Certain Participations may be structured in a manner designed to avoid
purchasers of Participations being subject to the credit risk of the Lender
with respect to the Participation. Even under such a structure, in the event of
the Lender's insolvency, the Lender's servicing of the Participation may be
delayed and the assignability of the Participation may be impaired. The
Portfolio will acquire Participations only if the Lender interpositioned
between the Portfolio and the borrower is determined by the Adviser to be
creditworthy.
 
When the Portfolio purchases Assignments from Lenders it will acquire direct
rights against the borrower on the Loan. However, because Assignments are
arranged through private negotiations between potential assignees and potential
assignors, the rights and obligations acquired by the Portfolio as the
purchaser of an Assignment may differ from, and be more limited than, those
held by the assigning Lender. Because there is no liquid market for such
securities, the Portfolio anticipates that such securities could be sold only
to a limited number of institutional investors. The lack of a liquid secondary
market may have an adverse impact on the value of such securities and the
Portfolio's ability to dispose of particular Assignments or Participations when
necessary to meet the Portfolio's liquidity needs or in response to a specific
economic event such as a deterioration in the creditworthiness of the borrower.

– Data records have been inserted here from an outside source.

use std::collections::HashMap;
use std::sync::Arc;

use rust_decimal::Decimal;

use stockhold_core::StockKey;

/// Read-only view of physical on-hand stock.
///
/// Owned and mutated by the stock ledger; reservations only read it. Unknown
/// keys report zero.
pub trait PhysicalStock: Send + Sync {
    fn on_hand_qty(&self, key: &StockKey) -> Decimal;
}

/// Fixed snapshot, handy for previews and tests.
impl PhysicalStock for HashMap<StockKey, Decimal> {
    fn on_hand_qty(&self, key: &StockKey) -> Decimal {
        self.get(key).copied().unwrap_or(Decimal::ZERO)
    }
}

impl<S> PhysicalStock for Arc<S>
where
    S: PhysicalStock + ?Sized,
{
    fn on_hand_qty(&self, key: &StockKey) -> Decimal {
        (**self).on_hand_qty(key)
    }
}
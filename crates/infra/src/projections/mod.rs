//! Projection implementations (read model builders).
//!
//! Projections consume published envelopes and build query-optimized read
//! models. All projections are:
//! - **Rebuildable**: can be reconstructed from the event store
//! - **Idempotent**: envelopes at or below a stream's cursor are ignored

pub mod physical_stock;
pub mod reservations;

pub use physical_stock::{BinReadModel, PhysicalStockProjection, PhysicalStockProjectionError};
pub use reservations::{ReservationProjection, ReservationProjectionError};
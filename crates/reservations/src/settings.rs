//! Reservation settings, passed explicitly to whoever drives the ledger.

use std::borrow::Cow;

use serde::{Deserialize, Serialize};

use crate::voucher::VoucherType;

/// Role identifier (opaque string, e.g. "Stock Manager").
#[derive(Debug, Clone, PartialEq, Eq, Hash, Serialize, Deserialize)]
#[serde(transparent)]
pub struct Role(Cow<'static, str>);

impl Role {
    pub fn new(name: impl Into<Cow<'static, str>>) -> Self {
        Self(name.into())
    }

    pub fn as_str(&self) -> &str {
        &self.0
    }
}

impl core::fmt::Display for Role {
    fn fmt(&self, f: &mut core::fmt::Formatter<'_>) -> core::fmt::Result {
        f.write_str(&self.0)
    }
}

/// Per voucher type switches.
#[derive(Debug, Clone, Copy, PartialEq, Eq, Serialize, Deserialize)]
#[serde(default)]
pub struct VoucherTypeToggles {
    pub sales_invoice: bool,
    pub delivery_note: bool,
    pub stock_entry: bool,
}

impl Default for VoucherTypeToggles {
    fn default() -> Self {
        Self {
            sales_invoice: true,
            delivery_note: true,
            stock_entry: true,
        }
    }
}

impl VoucherTypeToggles {
    pub fn get(&self, voucher_type: VoucherType) -> bool {
        match voucher_type {
            VoucherType::SalesInvoice => self.sales_invoice,
            VoucherType::DeliveryNote => self.delivery_note,
            VoucherType::StockEntry => self.stock_entry,
        }
    }
}

#[derive(Debug, Clone, PartialEq, Eq, Serialize, Deserialize)]
#[serde(default)]
pub struct ReservationSettings {
    /// Master switch.
    pub enabled: bool,
    /// Check availability while a voucher is being saved.
    pub validate_on_save: bool,
    pub enabled_for: VoucherTypeToggles,
    /// Holders of any of these roles skip availability validation.
    pub bypass_roles: Vec<Role>,
}

impl Default for ReservationSettings {
    fn default() -> Self {
        Self {
            enabled: true,
            validate_on_save: true,
            enabled_for: VoucherTypeToggles::default(),
            bypass_roles: Vec::new(),
        }
    }
}

impl ReservationSettings {
    pub fn disabled() -> Self {
        Self {
            enabled: false,
            ..Self::default()
        }
    }

    pub fn is_enabled_for(&self, voucher_type: VoucherType) -> bool {
        self.enabled && self.enabled_for.get(voucher_type)
    }

    pub fn is_bypassed(&self, roles: &[Role]) -> bool {
        roles.iter().any(|r| self.bypass_roles.contains(r))
    }

    /// Whether a save of this voucher type by a user with `roles` must be validated.
    pub fn should_validate(&self, voucher_type: VoucherType, roles: &[Role]) -> bool {
        self.validate_on_save && self.is_enabled_for(voucher_type) && !self.is_bypassed(roles)
    }
}
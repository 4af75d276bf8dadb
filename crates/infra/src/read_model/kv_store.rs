use std::collections::HashMap;
use std::hash::Hash;
use std::sync::{Arc, RwLock};

/// Key/value store for disposable, rebuildable read models.
pub trait KeyValueStore<K, V>: Send + Sync {
    fn get(&self, key: &K) -> Option<V>;
    fn upsert(&self, key: K, value: V);
    fn list(&self) -> Vec<V>;
    /// Drop every record (rebuild support).
    fn clear(&self);
}

impl<K, V, S> KeyValueStore<K, V> for Arc<S>
where
    S: KeyValueStore<K, V> + ?Sized,
{
    fn get(&self, key: &K) -> Option<V> {
        (**self).get(key)
    }

    fn upsert(&self, key: K, value: V) {
        (**self).upsert(key, value)
    }

    fn list(&self) -> Vec<V> {
        (**self).list()
    }

    fn clear(&self) {
        (**self).clear()
    }
}

/// In-memory store for tests/dev.
#[derive(Debug)]
pub struct InMemoryStore<K, V> {
    inner: RwLock<HashMap<K, V>>,
}

impl<K, V> InMemoryStore<K, V> {
    pub fn new() -> Self {
        Self {
            inner: RwLock::new(HashMap::new()),
        }
    }
}

impl<K, V> Default for InMemoryStore<K, V> {
    fn default() -> Self {
        Self::new()
    }
}

impl<K, V> KeyValueStore<K, V> for InMemoryStore<K, V>
where
    K: Eq + Hash + Send + Sync + 'static,
    V: Clone + Send + Sync + 'static,
{
    fn get(&self, key: &K) -> Option<V> {
        let map = self.inner.read().ok()?;
        map.get(key).cloned()
    }

    fn upsert(&self, key: K, value: V) {
        if let Ok(mut map) = self.inner.write() {
            map.insert(key, value);
        }
    }

    fn list(&self) -> Vec<V> {
        match self.inner.read() {
            Ok(map) => map.values().cloned().collect(),
            Err(_) => vec![],
        }
    }

    fn clear(&self) {
        if let Ok(mut map) = self.inner.write() {
            map.clear();
        }
    }
}
use chrono::{DateTime, Utc};

/// A domain-agnostic event.
///
/// Events are immutable facts, versioned for schema evolution and designed to
/// be append-only.
pub trait Event: Clone + core::fmt::Debug + Send + Sync + 'static {
    /// Stable event name/type identifier (e.g. "reservation.created").
    fn event_type(&self) -> &'static str;

    /// Schema version for this event type.
    fn version(&self) -> u32;

    /// When the event occurred (business time).
    fn occurred_at(&self) -> DateTime<Utc>;
}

The lack of a liquid secondary market for Assignments and Participations also
may make it more difficult for the Portfolio to assign a value to these
securities for purposes of valuing the Portfolio's securities and calculating
its Net Asset Value ("NAV").
 
Direct debt instruments involve the risk of loss in case of default or
insolvency of the borrower. Direct debt instruments may offer less legal
protection to the Portfolio in the event of fraud or misrepresentation and may
involve a risk of insolvency of the lending bank or other financial
intermediary. Direct debt instruments may also include standby financing
commitments that obligate the Portfolio to supply additional cash to the
borrower on demand. Participations involving emerging market country issuers
may relate to Loans as to which there has been or currently exists an event of
default or other failure to make payment when due, and may represent amounts
owed to financial institutions that are themselves subject to political and
economic risks, including the risk of currency devaluation, expropriation, or
failure. Such Participations present additional risks of default or loss.
 
LOANS OF PORTFOLIO SECURITIES. The Portfolio may lend its securities to
brokers, dealers, domestic and foreign banks or other financial institutions
for the purpose of increasing its net investment income. These loans must be
secured continuously by cash or equivalent collateral, or by a letter of credit
at least equal to the market value of the securities loaned plus accrued
interest or income. There may be a risk of delay in recovery of the securities
or even loss of rights in the collateral should the borrower of the securities
fail financially. The Portfolio will not enter into securities loan
transactions exceeding, in the aggregate, 33 1/3% of its total assets. Pursuant
to an order issued by the SEC, the Fund may lend portfolio securities to
affiliated broker-dealers. For more detailed information about securities
lending, see "Securities and Investment Techniques" in the SAI.
 
MONEY MARKET INSTRUMENTS. The Portfolio may invest in Money Market Instruments,
although the Portfolio intends to stay invested in securities satisfying its
primary investment objective to the extent practical. The Portfolio may invest
in Money Market Instruments pending other investment or settlement for
liquidity, or in adverse market conditions. The Money Market Instruments
permitted for the Portfolio include obligations of the U.S. Government and its
agencies and instrumentalities; obligations of foreign sovereignties;
obligations of the International Bank for Reconstruction and Development; other
debt securities; commercial paper, including bank obligations; certificates of
deposit (including Eurodollar certificates of deposit); and Repurchase
Agreements. For more detailed information about these Money Market Instruments,
see "Description of Certain Securities and Ratings" in the SAI.
 
                                       13
<PAGE>
 
MBSs. Mortgage-Backed Securities ("MBSs") are instruments that entitle the
holder to a share of all interest and principal payments from pools of
residential and commercial mortgage loans underlying the instruments, and may
take the form of pass-through securities or CMOs (see ("CMOs" above).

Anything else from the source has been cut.